Please allow us to clarify some of the points raised and questioned by COA in that article, as follows:

1. SSS sold the shares for over P5 billion to a buyer with net assets of only P60 million. 

This is exactly the reason why the SSS required the highly-capitalized Development Bank of the Philippines (DBP) as the secondary buyer. The Board of Directors of DBP approved and confirmed under Board Resolution No. 003 dated 07 January 2009 for DBP to act as secondary buyer of the SSS-held meralco common shares.

2. DBP does not fully secure the risk of primary buyer’s default. 

The transaction is a contract of sale and not a loan. The SSS did not lend any money to Global 5000, neither did it release any shares to the buyer, even if the latter had already paid the P1.13 billion downpayment in February 2009 and had partially paid P4.57 billion by December 2011. The SSS will not release its shares to the buyer unless it has fully paid; thus, SSS is protected from any perceived risk.

3. The SSS assumed a risk that is greater than that of retaining its Meralco holdings. 

Any and all initial and subsequent payments made by and including dividends credited to the buyer will be forfeited in favor of SSS if both Global 5000 and DBP fail to complete the P6.50 billion consideration. If this happens, the SSS will book those payments as income and will continue to hold full ownership of subject Meralco shares. Again, this protects the SSS against any perceived risk.

4. The Share Purchase Agreement (SPA), which allowed the buyer to get dividends, is disadvantageous to SSS.

The SSS sold the shares at P90 apiece when the market price then (December 2008 - January 2009) was at P59.50 per share, or a hefty P1.92 billion premium over its market value. The SSS also received fixed interest of P729.3 million arising from the installment scheme. In addition, SSS received another P104.1 million interest in extended period payment. Thus, the combined premium and interest income totaling P2.75 billion are significantly high enough to forego possible dividends, which were not even certain at the time of sale.
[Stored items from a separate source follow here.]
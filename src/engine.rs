/*
 * This Source Code Form is subject to the terms of the Mozilla Public
 * License, v. 2.0. If a copy of the MPL was not distributed with this
 * file, You can obtain one at https://mozilla.org/MPL/2.0/.
 */

use std::{
    sync::Arc,
    time::{Duration, Instant},
};

use anyhow::{bail, Context, Result};
use log::debug;

use crate::{
    tune, EvalTrace, Evaluator, Move, NullReporter, Position, Score, SearchLimits, SearchParams,
    SearchReporter, SearchResult, TTable, ThreadPool, BENCHMARK_FENS,
};

/// Runtime configuration of an [`Engine`].
#[derive(Debug, Clone, Copy, PartialEq, Eq)]
pub struct EngineConfig {
    /// Size of the transposition table, in megabytes.
    pub hash_mb: usize,

    /// Number of search threads.
    pub threads: usize,

    /// Centipawns the side to move gives up to avoid a draw. Negative values make draws attractive.
    pub contempt: i32,

    /// Subtracted from the remaining clock time when budgeting a move, in milliseconds.
    pub move_overhead_ms: u64,

    /// Pruning and reduction constants of the search.
    pub params: SearchParams,
}

impl EngineConfig {
    pub const MIN_THREADS: usize = 1;
    pub const MAX_THREADS: usize = 256;

    /// Returns a copy of this config with every value clamped to its valid range.
    ///
    /// # Example
    /// ```
    /// # use talon::*;
    /// let config = EngineConfig {
    ///     hash_mb: 0,
    ///     threads: 1000,
    ///     ..Default::default()
    /// }
    /// .clamped();
    /// assert_eq!(config.hash_mb, 1);
    /// assert_eq!(config.threads, 256);
    /// ```
    pub fn clamped(self) -> Self {
        Self {
            hash_mb: self.hash_mb.clamp(TTable::MIN_SIZE, TTable::MAX_SIZE),
            threads: self.threads.clamp(Self::MIN_THREADS, Self::MAX_THREADS),
            ..self
        }
    }
}

impl Default for EngineConfig {
    fn default() -> Self {
        Self {
            hash_mb: TTable::DEFAULT_SIZE,
            threads: 1,
            contempt: tune::contempt!(),
            move_overhead_ms: 10,
            params: SearchParams::default(),
        }
    }
}

/// Totals of a [`Engine::bench`] run.
#[derive(Debug, Clone, Copy, PartialEq, Eq)]
pub struct BenchResult {
    pub nodes: u64,
    pub time: Duration,
    pub nps: u64,
}

/// The Talon chess engine.
///
/// Owns the game being played, the transposition table, and the search threads.
/// Configuration setters must only be called while no search is running; they wait for it otherwise.
pub struct Engine {
    /// The current state of the chess board, as known to the engine.
    ///
    /// This is modified whenever a new position is given, and keeps every move played
    /// since the last irreversible one, for repetition detection.
    position: Position,

    ttable: Arc<TTable>,
    pool: ThreadPool,
    config: EngineConfig,
}

impl Engine {
    /// Constructs a new [`Engine`] at the standard starting position.
    pub fn new(config: EngineConfig) -> Self {
        let config = config.clamped();

        Self {
            position: Position::default(),
            ttable: Arc::new(TTable::new(config.hash_mb)),
            pool: ThreadPool::new(config.threads),
            config,
        }
    }

    /// Returns a string of the engine's name and current version.
    pub fn name(&self) -> String {
        format!("{} {}", env!("CARGO_PKG_NAME"), env!("CARGO_PKG_VERSION"))
    }

    #[inline(always)]
    pub fn config(&self) -> &EngineConfig {
        &self.config
    }

    #[inline(always)]
    pub fn position(&self) -> &Position {
        &self.position
    }

    #[inline(always)]
    pub fn ttable(&self) -> &TTable {
        &self.ttable
    }

    /// Reallocates the transposition table to `mb` megabytes, discarding its contents.
    pub fn set_hash_size(&mut self, mb: usize) {
        self.pool.wait();
        self.config.hash_mb = mb.clamp(TTable::MIN_SIZE, TTable::MAX_SIZE);

        match Arc::get_mut(&mut self.ttable) {
            Some(ttable) => ttable.resize(self.config.hash_mb),

            // Only reachable if someone still holds the table of a finished search
            None => self.ttable = Arc::new(TTable::new(self.config.hash_mb)),
        }
    }

    /// Respawns the search threads, discarding their histories.
    pub fn set_threads(&mut self, threads: usize) {
        self.config.threads = threads.clamp(EngineConfig::MIN_THREADS, EngineConfig::MAX_THREADS);
        self.pool.set_threads(self.config.threads);
    }

    pub fn set_contempt(&mut self, contempt: i32) {
        self.config.contempt = contempt;
    }

    pub fn set_move_overhead(&mut self, ms: u64) {
        self.config.move_overhead_ms = ms;
    }

    pub fn set_params(&mut self, params: SearchParams) {
        self.config.params = params;
    }

    /// Empties the transposition table.
    pub fn clear_hash(&self) {
        self.pool.wait();
        self.ttable.clear();
    }

    /// Resets the engine's internal game state.
    ///
    /// This clears the transposition table and every thread's histories,
    /// and returns to the standard starting position.
    pub fn new_game(&mut self) {
        self.pool.stop();
        self.pool.wait();
        self.ttable.clear();
        self.pool.clear();
        self.position = Position::default();
    }

    /// Set the position to the supplied FEN string (defaults to the standard startpos if not supplied),
    /// and then apply `moves` one-by-one to the position.
    ///
    /// On error, the current position is left unchanged.
    ///
    /// # Example
    /// ```
    /// # use talon::*;
    /// let mut engine = Engine::new(EngineConfig::default());
    /// engine.set_position(None, &["e2e4", "c7c5"]).unwrap();
    /// assert_eq!(
    ///     engine.position().to_fen(),
    ///     "rnbqkbnr/pp1ppppp/8/2p5/4P3/8/PPPP1PPP/RNBQKBNR w KQkq - 0 2"
    /// );
    /// assert!(engine.set_position(None, &["e2e5"]).is_err());
    /// ```
    pub fn set_position(&mut self, fen: Option<&str>, moves: &[&str]) -> Result<()> {
        let mut position = match fen {
            Some(fen) => Position::from_fen(fen)?,
            None => Position::default(),
        };

        for (i, mv_str) in moves.iter().enumerate() {
            let mv = Move::from_uci(&position, mv_str);
            if !mv.is_ok() {
                bail!("Illegal or unknown move {mv_str:?} (move #{}) in {:?}", i + 1, position.to_fen());
            }
            position.make_move(mv);
        }

        self.pool.wait();
        self.position = position;
        Ok(())
    }

    /// Starts searching the current position in the background.
    ///
    /// Progress and the result are sent to `reporter`. Use [`Engine::stop`] and [`Engine::wait`] to end the search.
    pub fn go(&mut self, limits: SearchLimits, reporter: Arc<dyn SearchReporter>) {
        self.pool.start_search(
            &self.position,
            limits,
            Arc::clone(&self.ttable),
            &self.config,
            reporter,
        );
    }

    /// Signals the running search, if any, to stop as soon as possible.
    pub fn stop(&self) {
        self.pool.stop();
    }

    /// Blocks until the running search finishes, returning its result.
    pub fn wait(&self) -> SearchResult {
        self.pool.wait()
    }

    #[inline(always)]
    pub fn is_searching(&self) -> bool {
        self.pool.is_searching()
    }

    /// Searches the current position, blocking until done.
    pub fn search(&mut self, limits: SearchLimits) -> SearchResult {
        self.go(limits, Arc::new(NullReporter));
        self.wait()
    }

    /// Searches every position of [`BENCHMARK_FENS`] to `depth` from a fresh state, returning the totals.
    ///
    /// The engine's game state is reset afterwards.
    pub fn bench(&mut self, depth: i32) -> Result<BenchResult> {
        let start = Instant::now();
        let mut nodes = 0;

        for (i, fen) in BENCHMARK_FENS.into_iter().enumerate() {
            self.new_game();
            self.set_position(Some(fen), &[])
                .with_context(|| format!("Benchmark position {} is invalid", i + 1))?;

            let res = self.search(SearchLimits::depth(depth));
            debug!("Benchmark position {}/{}: {} nodes", i + 1, BENCHMARK_FENS.len(), res.nodes);
            nodes += res.nodes;
        }

        let time = start.elapsed();
        let nps = (nodes as f64 / time.as_secs_f64().max(0.001)) as u64;
        self.new_game();

        Ok(BenchResult { nodes, time, nps })
    }

    /// Static evaluation of the current position, from the side to move's perspective.
    pub fn eval(&self) -> Score {
        Evaluator::default().evaluate(&self.position)
    }

    /// Breakdown of [`Engine::eval`] by evaluation term, from White's perspective.
    pub fn eval_trace(&self) -> EvalTrace {
        Evaluator::default().trace(&self.position)
    }
}

impl Default for Engine {
    fn default() -> Self {
        Self::new(EngineConfig::default())
    }
}

#[cfg(test)]
mod test {
    use super::*;
    use crate::*;

    #[test]
    fn test_set_position_replays_moves() {
        let mut engine = Engine::default();
        engine
            .set_position(Some(FEN_KIWIPETE), &["e1g1", "e8c8", "d5e6"])
            .unwrap();

        assert_eq!(engine.position().side_to_move(), Color::Black);
        assert_eq!(
            engine.position().piece_at(Square::G1),
            Some(Piece::WHITE_KING)
        );
        assert_eq!(
            engine.position().piece_at(Square::C8),
            Some(Piece::BLACK_KING)
        );
    }

    #[test]
    fn test_set_position_rejects_unknown_moves() {
        let mut engine = Engine::default();
        engine.set_position(None, &["e2e4"]).unwrap();
        let before = engine.position().to_fen();

        let err = engine
            .set_position(None, &["e2e4", "e7e5", "e1e3"])
            .unwrap_err();
        assert!(err.to_string().contains("e1e3"), "{err}");
        assert_eq!(engine.position().to_fen(), before);

        assert!(engine.set_position(None, &["0000"]).is_err());
        assert!(engine.set_position(Some("not a fen"), &[]).is_err());
    }

    #[test]
    fn test_game_history_repetition() {
        let mut engine = Engine::default();
        let moves = ["g1f3", "g8f6", "f3g1", "f6g8", "g1f3", "g8f6", "f3g1"];
        engine.set_position(None, &moves).unwrap();

        // Black to move: f6g8 repeats the start position a third time
        let mut position = engine.position().clone();
        position.make_move(Move::from_uci(&position, "f6g8"));
        assert!(position.is_draw(0));
    }

    #[test]
    fn test_search_returns_legal_move() {
        let mut engine = Engine::new(EngineConfig {
            hash_mb: 2,
            ..Default::default()
        });
        let res = engine.search(SearchLimits::depth(4));

        assert!(engine.position().legal_moves().contains(&res.best_move));
        assert_eq!(res.depth, 4);
        assert!(res.nodes > 0);
        assert!(!engine.is_searching());
    }

    #[test]
    fn test_movetime_search_stops() {
        let mut engine = Engine::default();
        let limits = SearchLimits {
            movetime: Some(Duration::from_millis(100)),
            ..Default::default()
        };

        let start = Instant::now();
        let res = engine.search(limits);
        assert_ne!(res.best_move, Move::NONE);
        assert!(start.elapsed() < Duration::from_secs(2));
    }

    #[test]
    fn test_config_setters() {
        let mut engine = Engine::default();
        engine.set_hash_size(4);
        assert_eq!(engine.config().hash_mb, 4);
        assert_eq!(engine.ttable().size_mb(), 4);

        engine.set_hash_size(0);
        assert_eq!(engine.config().hash_mb, 1);

        engine.set_threads(0);
        assert_eq!(engine.config().threads, 1);
        engine.set_threads(3);
        assert_eq!(engine.config().threads, 3);

        let res = engine.search(SearchLimits::depth(3));
        assert_ne!(res.best_move, Move::NONE);

        engine.clear_hash();
        assert_eq!(engine.ttable().hashfull(), 0);
    }

    #[test]
    fn test_new_game_resets_position() {
        let mut engine = Engine::default();
        engine.set_position(None, &["d2d4"]).unwrap();
        engine.new_game();
        assert_eq!(engine.position().to_fen(), FEN_STARTPOS);
    }

    #[test]
    fn test_eval_matches_evaluator() {
        let mut engine = Engine::default();
        engine.set_position(Some(FEN_KIWIPETE), &[]).unwrap();

        let trace = engine.eval_trace();
        let expected = trace.total * Color::White.sign() + tune::tempo!();
        assert_eq!(engine.eval(), expected);
    }
}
5. SSS lost or failed to earn additional interest of P76.3 million when buyer failed to pay the first installment on the due date.

The SSS collected from the buyer all payments in accordance with the SPA executed among SSS, Global 5000 and DBO on 14 January 2009. The said SPA provides for an extended payment date for any installment subject to an interest of nine percent per annum on any extended installment amount. The buyer did not default but opted to extend the first installment, all in accordance with the SPA. Thus, SSS collected another P104.1 million interest when the first installment was paid. There is no legal basis to collect another P76.3 million, as raised by COA.
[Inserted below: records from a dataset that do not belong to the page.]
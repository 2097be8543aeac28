/*
 * This Source Code Form is subject to the terms of the Mozilla Public
 * License, v. 2.0. If a copy of the MPL was not distributed with this
 * file, You can obtain one at https://mozilla.org/MPL/2.0/.
 */

use super::Position;

/// Counts the leaf nodes of the legal move tree `depth` plies deep.
///
/// Uses bulk counting: at depth 1 the number of legal moves is returned without making them.
///
/// # Example
/// ```
/// # use talon::*;
/// let mut pos = Position::default();
/// assert_eq!(perft(&mut pos, 3), 8_902);
/// ```
pub fn perft(position: &mut Position, depth: usize) -> u64 {
    perft_generic::<true, false>(position, depth)
}

/// Like [`perft`], printing the node count below each root move.
pub fn splitperft(position: &mut Position, depth: usize) -> u64 {
    perft_generic::<true, true>(position, depth)
}

/// Generic version of [`perft`].
///
/// If `BULK` is set, depth 1 counts moves instead of making them.
/// If `SPLIT` is set, the count below each root move is printed.
pub fn perft_generic<const BULK: bool, const SPLIT: bool>(
    position: &mut Position,
    depth: usize,
) -> u64 {
    if depth == 0 {
        return 1;
    }

    let moves = position.legal_moves();
    if BULK && !SPLIT && depth == 1 {
        return moves.len() as u64;
    }

    moves.into_iter().fold(0, |nodes, mv| {
        position.make_move(mv);
        let new_nodes = perft_generic::<BULK, false>(position, depth - 1);
        position.unmake_move(mv);

        if SPLIT {
            println!("{mv}\t{new_nodes}");
        }

        nodes + new_nodes
    })
}

#[cfg(test)]
mod test {
    use super::*;
    use crate::*;

    #[test]
    fn test_bulk_matches_full() {
        let mut pos = Position::from_fen(FEN_KIWIPETE).unwrap();
        let bulk = perft_generic::<true, false>(&mut pos, 2);
        let full = perft_generic::<false, false>(&mut pos, 2);
        assert_eq!(bulk, full);
        assert_eq!(bulk, 2_039);
    }
}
6. The sale was contrary to the Social Security Act and that SSS investments should adhere to sound business practices and financial principles.

The sale was highly advantageous to SSS and in accordance with sound business practices and investment principles. It enabled SSS to convert its risky asset into cash while being adequately protected from any perceived risk. On 31 January 2012, Global 5000 (now: SMC Global Power Holdings) fully paid the entire P6.50 billion consideration. There was even no need to collect any amount from DBP as secondary buyer.

The SSS was never put in a disadvantaged position and never lost any money from execution date or date of final settlement. The SSS was fully covered from all perceived risks and was compensated accordingly.

In conclusion, the SSS received P6.50 billion in total revenues versus the acquisition cost of P4.14 billion, or a huge profit of P2.37 billion, out of this transaction that was completed in accordance with the guidelines and investment principles of Social Security Law.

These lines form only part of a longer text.